Alvarez and others on Tuesday rallying to highlight the legislation he wrote and got passed called AJR 12. He said the issue has reached, “a level of significant importance.”

“This is another continuing effort to get the government to do what they need to do. We’re calling them out. We’re saying we know you can do this; now get your act together and do it,” Alvarez said.

The message from that resolution from the state legislature is to President Biden and Congress.

“That we want them to declare a state of emergency.

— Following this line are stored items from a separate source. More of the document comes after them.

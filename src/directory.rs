//! Bounded peer directory: the set of recently observed presence
//! announcements, deduplicated by public key or by endpoint (§4.4).

use crate::presence::PresencePayload;
use parking_lot::Mutex;
use std::net::Ipv4Addr;
use std::time::Instant;

#[derive(Debug, Clone)]
pub struct DirectoryEntry {
    pub raw: Vec<u8>,
    pub parsed: PresencePayload,
    pub last_seen: Instant,
}

/// A read-only view of one directory entry, safe to hand to a consumer.
#[derive(Debug, Clone)]
pub struct DirectoryEntrySnapshot {
    pub index: usize,
    pub names: String,
    pub surnames: String,
    pub endpoint: (Ipv4Addr, u16),
    pub public_key_len: usize,
    pub last_seen_age: std::time::Duration,
}

/// Fixed-capacity slot table. Capacity equals the number of candidate
/// multicast groups, matching the source's "one entry per group" sizing.
pub struct Directory {
    slots: Mutex<Vec<Option<DirectoryEntry>>>,
}

impl Directory {
    pub fn new(capacity: usize) -> Self {
        Self {
            slots: Mutex::new(vec![None; capacity]),
        }
    }

    /// Insert or update an entry per the dedup rule in §4.4. Returns the
    /// slot index used.
    pub fn upsert(&self, raw: Vec<u8>, parsed: PresencePayload) -> usize {
        let mut slots = self.slots.lock();
        let now = Instant::now();

        if !parsed.public_key.is_empty() {
            if let Some(idx) = slots.iter().position(|e| {
                e.as_ref()
                    .map(|e| !e.parsed.public_key.is_empty() && e.parsed.public_key == parsed.public_key)
                    .unwrap_or(false)
            }) {
                slots[idx] = Some(DirectoryEntry { raw, parsed, last_seen: now });
                return idx;
            }
        } else if let Some(idx) = slots.iter().position(|e| {
            e.as_ref().map(|e| e.parsed.announced == parsed.announced).unwrap_or(false)
        }) {
            slots[idx] = Some(DirectoryEntry { raw, parsed, last_seen: now });
            return idx;
        }

        if let Some(idx) = slots.iter().position(|e| e.is_none()) {
            slots[idx] = Some(DirectoryEntry { raw, parsed, last_seen: now });
            return idx;
        }

        let oldest_idx = slots
            .iter()
            .enumerate()
            .min_by_key(|(_, e)| e.as_ref().map(|e| e.last_seen).unwrap_or(now))
            .map(|(i, _)| i)
            .expect("capacity > 0");
        slots[oldest_idx] = Some(DirectoryEntry { raw, parsed, last_seen: now });
        oldest_idx
    }

    pub fn get(&self, index: usize) -> Option<DirectoryEntry> {
        self.slots.lock().get(index).and_then(|e| e.clone())
    }

    /// Atomic snapshot for external readers (§5 Shared-resource policy).
    pub fn snapshot(&self) -> Vec<DirectoryEntrySnapshot> {
        let now = Instant::now();
        self.slots
            .lock()
            .iter()
            .enumerate()
            .filter_map(|(index, e)| {
                e.as_ref().map(|entry| DirectoryEntrySnapshot {
                    index,
                    names: entry.parsed.names.clone(),
                    surnames: entry.parsed.surnames.clone(),
                    endpoint: entry.parsed.announced,
                    public_key_len: entry.parsed.public_key.len(),
                    last_seen_age: now.saturating_duration_since(entry.last_seen),
                })
            })
            .collect()
    }

    pub fn len(&self) -> usize {
        self.slots.lock().iter().filter(|e| e.is_some()).count()
    }

    pub fn is_empty(&self) -> bool {
        self.len() == 0
    }
}

#[cfg(test)]
mod tests {
    use super::*;
    use crate::presence;

    fn payload(names: &str, key: Option<&[u8]>, endpoint: (Ipv4Addr, u16)) -> (Vec<u8>, PresencePayload) {
        let raw = presence::build(names, "s", key, endpoint);
        let parsed = presence::parse(&raw).unwrap();
        (raw, parsed)
    }

    #[test]
    fn same_public_key_different_endpoint_shares_one_slot() {
        let dir = Directory::new(4);
        let (r1, p1) = payload("a", Some(b"key"), (Ipv4Addr::new(1, 1, 1, 1), 1));
        let (r2, p2) = payload("a", Some(b"key"), (Ipv4Addr::new(2, 2, 2, 2), 2));
        let i1 = dir.upsert(r1, p1);
        let i2 = dir.upsert(r2, p2);
        assert_eq!(i1, i2);
        assert_eq!(dir.len(), 1);
        assert_eq!(dir.get(i1).unwrap().parsed.announced, (Ipv4Addr::new(2, 2, 2, 2), 2));
    }

    #[test]
    fn no_public_key_different_endpoints_take_two_slots() {
        let dir = Directory::new(4);
        let (r1, p1) = payload("a", None, (Ipv4Addr::new(1, 1, 1, 1), 1));
        let (r2, p2) = payload("b", None, (Ipv4Addr::new(2, 2, 2, 2), 2));
        dir.upsert(r1, p1);
        dir.upsert(r2, p2);
        assert_eq!(dir.len(), 2);
    }

    #[test]
    fn full_directory_evicts_oldest() {
        let dir = Directory::new(2);
        let (r1, p1) = payload("a", None, (Ipv4Addr::new(1, 1, 1, 1), 1));
        let (r2, p2) = payload("b", None, (Ipv4Addr::new(2, 2, 2, 2), 2));
        dir.upsert(r1, p1);
        std::thread::sleep(std::time::Duration::from_millis(5));
        dir.upsert(r2, p2);
        std::thread::sleep(std::time::Duration::from_millis(5));
        let (r3, p3) = payload("c", None, (Ipv4Addr::new(3, 3, 3, 3), 3));
        dir.upsert(r3, p3);
        assert_eq!(dir.len(), 2);
        let snap = dir.snapshot();
        assert!(snap.iter().any(|e| e.endpoint == (Ipv4Addr::new(2, 2, 2, 2), 2)));
        assert!(snap.iter().any(|e| e.endpoint == (Ipv4Addr::new(3, 3, 3, 3), 3)));
    }
}
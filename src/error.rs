//! Crate-wide error taxonomy.

use thiserror::Error;

/// Everything that can go wrong while running the discovery/session core.
#[derive(Debug, Error)]
pub enum PortsError {
    #[error("connection code must be 8 symbols from the alphabet")]
    InvalidCode,

    #[error("datagram has the wrong size for its role")]
    BadSize,

    #[error("CRC-32 mismatch, datagram is corrupt")]
    BadCrc,

    #[error("packet sequence number out of order")]
    OutOfOrder,

    #[error("no free multicast channel after exhausting all candidates")]
    NoChannel,

    #[error("none of the preferred listening ports could be bound")]
    NoListenPort,

    #[error("no ACK received within the handshake retry budget")]
    HandshakeTimeout,

    #[error("a session to this peer already exists")]
    AlreadyConnected,

    #[error("send attempted on a closed session")]
    TransportClosed,

    #[error("authentication challenge failed to verify")]
    AuthenticationFailed,

    #[error("no session with this id is known to the manager")]
    UnknownSession,

    #[error(transparent)]
    Io(#[from] std::io::Error),
}

pub type Result<T> = std::result::Result<T, PortsError>;
/// Axis-Aligned Bounding Box stored as center + half-extents.
///
/// Min/max corners are derived on demand (`center ± extents`). Extents are
/// expected to be non-negative; `AABB::new` does not enforce it, use
/// `clamped()` or check `has_valid_extents()` when the input is untrusted.

use glam::{Mat4, Vec3};

#[derive(Debug, Clone, Copy, PartialEq, Default)]
pub struct AABB {
    /// Box center
    pub center: Vec3,
    /// Half-widths along each axis
    pub extents: Vec3,
}

impl AABB {
    pub fn new(center: Vec3, extents: Vec3) -> Self {
        Self { center, extents }
    }

    /// Build from corners. Swapped corners are reordered per axis.
    ///
    /// Rounding is conservative: the derived `min()`/`max()` always cover
    /// the given corners, possibly by a few ulps.
    pub fn from_min_max(min: Vec3, max: Vec3) -> Self {
        let (lo, hi) = (min.min(max), min.max(max));
        let center = lo * 0.5 + hi * 0.5;
        let mut extents = (hi - center).max(center - lo);
        for axis in 0..3 {
            while center[axis] + extents[axis] < hi[axis] || center[axis] - extents[axis] > lo[axis] {
                extents[axis] = next_up(extents[axis]);
            }
        }
        Self { center, extents }
    }

    /// Minimum corner
    pub fn min(&self) -> Vec3 {
        self.center - self.extents
    }

    /// Maximum corner
    pub fn max(&self) -> Vec3 {
        self.center + self.extents
    }

    /// True when no extent component is negative (NaN counts as invalid)
    pub fn has_valid_extents(&self) -> bool {
        self.extents.cmpge(Vec3::ZERO).all()
    }

    /// Copy with negative (or NaN) extent components replaced by zero
    pub fn clamped(&self) -> Self {
        Self { center: self.center, extents: self.extents.max(Vec3::ZERO) }
    }

    /// Smallest box enclosing `self` and `other`
    pub fn encapsulate(&self, other: &AABB) -> AABB {
        AABB::from_min_max(self.min().min(other.min()), self.max().max(other.max()))
    }

    /// Strict overlap test: touching faces do not count.
    ///
    /// For every axis `a.min < b.max && a.max > b.min`.
    pub fn intersects(&self, other: &AABB) -> bool {
        self.min().cmplt(other.max()).all() && self.max().cmpgt(other.min()).all()
    }

    /// Test if `other` lies entirely within `self` (faces may touch)
    pub fn contains(&self, other: &AABB) -> bool {
        self.min().cmple(other.min()).all() && self.max().cmpge(other.max()).all()
    }

    /// L1 (Manhattan) distance between the two centers
    pub fn center_distance_l1(&self, other: &AABB) -> f32 {
        let d = (self.center - other.center).abs();
        d.x + d.y + d.z
    }

    /// Component-wise comparison of center and extents within `max_abs_diff`
    pub fn abs_diff_eq(&self, other: &AABB, max_abs_diff: f32) -> bool {
        self.center.abs_diff_eq(other.center, max_abs_diff)
            && self.extents.abs_diff_eq(other.extents, max_abs_diff)
    }

    /// The eight corners, bit layout: bit0 = X, bit1 = Y, bit2 = Z (0 = min, 1 = max)
    pub fn corners(&self) -> [Vec3; 8] {
        let (lo, hi) = (self.min(), self.max());
        std::array::from_fn(|i| {
            Vec3::new(
                if i & 1 == 0 { lo.x } else { hi.x },
                if i & 2 == 0 { lo.y } else { hi.y },
                if i & 4 == 0 { lo.z } else { hi.z },
            )
        })
    }

    /// Transform this box by an affine matrix, returning the enclosing box.
    ///
    /// Arvo's method: the new center is the transformed center, the new
    /// extents are the extents projected through the absolute 3x3 part.
    pub fn transformed(&self, matrix: &Mat4) -> AABB {
        let center = matrix.transform_point3(self.center);
        let mut extents = Vec3::ZERO;
        for i in 0..3 {
            let axis = matrix.col(i).truncate().abs();
            extents += axis * self.extents[i];
        }
        AABB { center, extents }
    }
}

/// Next representable value above a finite, non-negative `value`
fn next_up(value: f32) -> f32 {
    f32::from_bits(value.to_bits() + 1)
}

/// Smallest box containing both inputs. Commutative.
pub fn encapsulate(first: &AABB, second: &AABB) -> AABB {
    first.encapsulate(second)
}

#[cfg(test)]
#[path = "aabb_tests.rs"]
mod tests;
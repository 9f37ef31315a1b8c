/// Debug line geometry (CPU side).
///
/// Turns boxes, frustums and BVH traversals into colored line segments.
/// Uploading and drawing the vertices is left to the caller.

pub mod debug_lines;

pub use debug_lines::{
    LineSink, LineVertex, DebugLines,
    DEFAULT_LINE_VERTEX_CAPACITY,
    add_aabb_lines, add_frustum_lines, aabb_edges, bvh_node_visitor,
};
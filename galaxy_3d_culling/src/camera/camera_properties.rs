/// Camera properties: the shape of the viewing volume.
///
/// Dimensions are in world units. Heights are derived from widths through
/// the aspect ratio (`height = width * aspect_ratio`), so the aspect ratio
/// here is height over width.

use crate::error::{Error, Result};
use crate::engine_bail;

/// Default aspect ratio (height / width)
pub const DEFAULT_ASPECT_RATIO: f32 = 9.0 / 16.0;
/// Default far plane width
pub const DEFAULT_FAR_WIDTH: f32 = 5.25;
/// Default depth multiplier (see `CameraProperties::camera_length`)
pub const DEFAULT_CAMERA_LENGTH: f32 = 5.0;
/// Default distance from the eye to the near plane
pub const DEFAULT_NEAR_VIEW_CUTOFF: f32 = 1.25;
/// Near plane dimensions default to the far ones divided by this
pub const DEFAULT_NEAR_DIVISOR: f32 = 3.0;

#[derive(Debug, Clone, Copy, PartialEq)]
pub struct CameraProperties {
    /// Height over width
    pub aspect_ratio: f32,
    /// Far plane width
    pub far_width: f32,
    /// Far plane height
    pub far_height: f32,
    /// Near plane width
    pub near_width: f32,
    /// Near plane height
    pub near_height: f32,
    /// Far plane distance as a multiple of `near_view_cutoff`
    pub camera_length: f32,
    /// Distance from the eye to the near plane along the view direction
    pub near_view_cutoff: f32,
}

impl Default for CameraProperties {
    fn default() -> Self {
        let far_height = DEFAULT_FAR_WIDTH * DEFAULT_ASPECT_RATIO;
        Self {
            aspect_ratio: DEFAULT_ASPECT_RATIO,
            far_width: DEFAULT_FAR_WIDTH,
            far_height,
            near_width: DEFAULT_FAR_WIDTH / DEFAULT_NEAR_DIVISOR,
            near_height: far_height / DEFAULT_NEAR_DIVISOR,
            camera_length: DEFAULT_CAMERA_LENGTH,
            near_view_cutoff: DEFAULT_NEAR_VIEW_CUTOFF,
        }
    }
}

impl CameraProperties {
    pub fn builder() -> CameraPropertiesBuilder {
        CameraPropertiesBuilder::default()
    }

    /// Distance from the eye to the far plane.
    ///
    /// Far depth is `near_view_cutoff * camera_length`, not `camera_length`.
    pub fn far_distance(&self) -> f32 {
        self.near_view_cutoff * self.camera_length
    }

    /// Check that every dimension is finite and strictly positive.
    pub fn validate(&self) -> Result<()> {
        let fields = [
            ("aspect_ratio", self.aspect_ratio),
            ("far_width", self.far_width),
            ("far_height", self.far_height),
            ("near_width", self.near_width),
            ("near_height", self.near_height),
            ("camera_length", self.camera_length),
            ("near_view_cutoff", self.near_view_cutoff),
        ];
        for (name, value) in fields {
            if !value.is_finite() || value <= 0.0 {
                engine_bail!("galaxy3d::Frustum", Error::InvalidCameraProperties,
                    "{} must be finite and positive, got {}", name, value);
            }
        }
        Ok(())
    }
}

/// Builder for `CameraProperties`.
///
/// Unset near dimensions follow the far ones (divided by 3); heights always
/// follow widths through the aspect ratio.
#[derive(Debug, Clone, Default)]
pub struct CameraPropertiesBuilder {
    aspect_ratio: Option<f32>,
    far_width: Option<f32>,
    near_width: Option<f32>,
    camera_length: Option<f32>,
    near_view_cutoff: Option<f32>,
}

impl CameraPropertiesBuilder {
    pub fn aspect_ratio(mut self, aspect_ratio: f32) -> Self {
        self.aspect_ratio = Some(aspect_ratio);
        self
    }

    pub fn far_width(mut self, far_width: f32) -> Self {
        self.far_width = Some(far_width);
        self
    }

    pub fn near_width(mut self, near_width: f32) -> Self {
        self.near_width = Some(near_width);
        self
    }

    pub fn camera_length(mut self, camera_length: f32) -> Self {
        self.camera_length = Some(camera_length);
        self
    }

    pub fn near_view_cutoff(mut self, near_view_cutoff: f32) -> Self {
        self.near_view_cutoff = Some(near_view_cutoff);
        self
    }

    /// Derive the remaining dimensions and validate.
    ///
    /// # Errors
    ///
    /// `Error::InvalidCameraProperties` if any dimension is non-finite or
    /// not strictly positive.
    pub fn build(self) -> Result<CameraProperties> {
        let aspect_ratio = self.aspect_ratio.unwrap_or(DEFAULT_ASPECT_RATIO);
        let far_width = self.far_width.unwrap_or(DEFAULT_FAR_WIDTH);
        let near_width = self.near_width.unwrap_or(far_width / DEFAULT_NEAR_DIVISOR);

        let properties = CameraProperties {
            aspect_ratio,
            far_width,
            far_height: far_width * aspect_ratio,
            near_width,
            near_height: near_width * aspect_ratio,
            camera_length: self.camera_length.unwrap_or(DEFAULT_CAMERA_LENGTH),
            near_view_cutoff: self.near_view_cutoff.unwrap_or(DEFAULT_NEAR_VIEW_CUTOFF),
        };
        properties.validate()?;
        Ok(properties)
    }
}

#[cfg(test)]
#[path = "camera_properties_tests.rs"]
mod tests;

So that they can provide all of the funding that’s necessary and also all of the processes, the bureaucratic hurdles that are in the way to solving this problem; take those down and get this fixed,” Alvarez said.

It’s something those who call Imperial Beach home have been asking for for years.

“I mean just come and experience what we’re experiencing on a daily basis. This is an emergency, and we need the intervention our Governor and our President,” Aguirre said.

“Way before any other emergency. We have as much need and we’ve been waiting long enough,” De La Torre said.

Waiting to enjoy the cool and clean ocean during a heat wave like this one.

"Thousands of children that live in this area have not had a beach. They don't know what a beach is; to go into the water,” De La Torre said.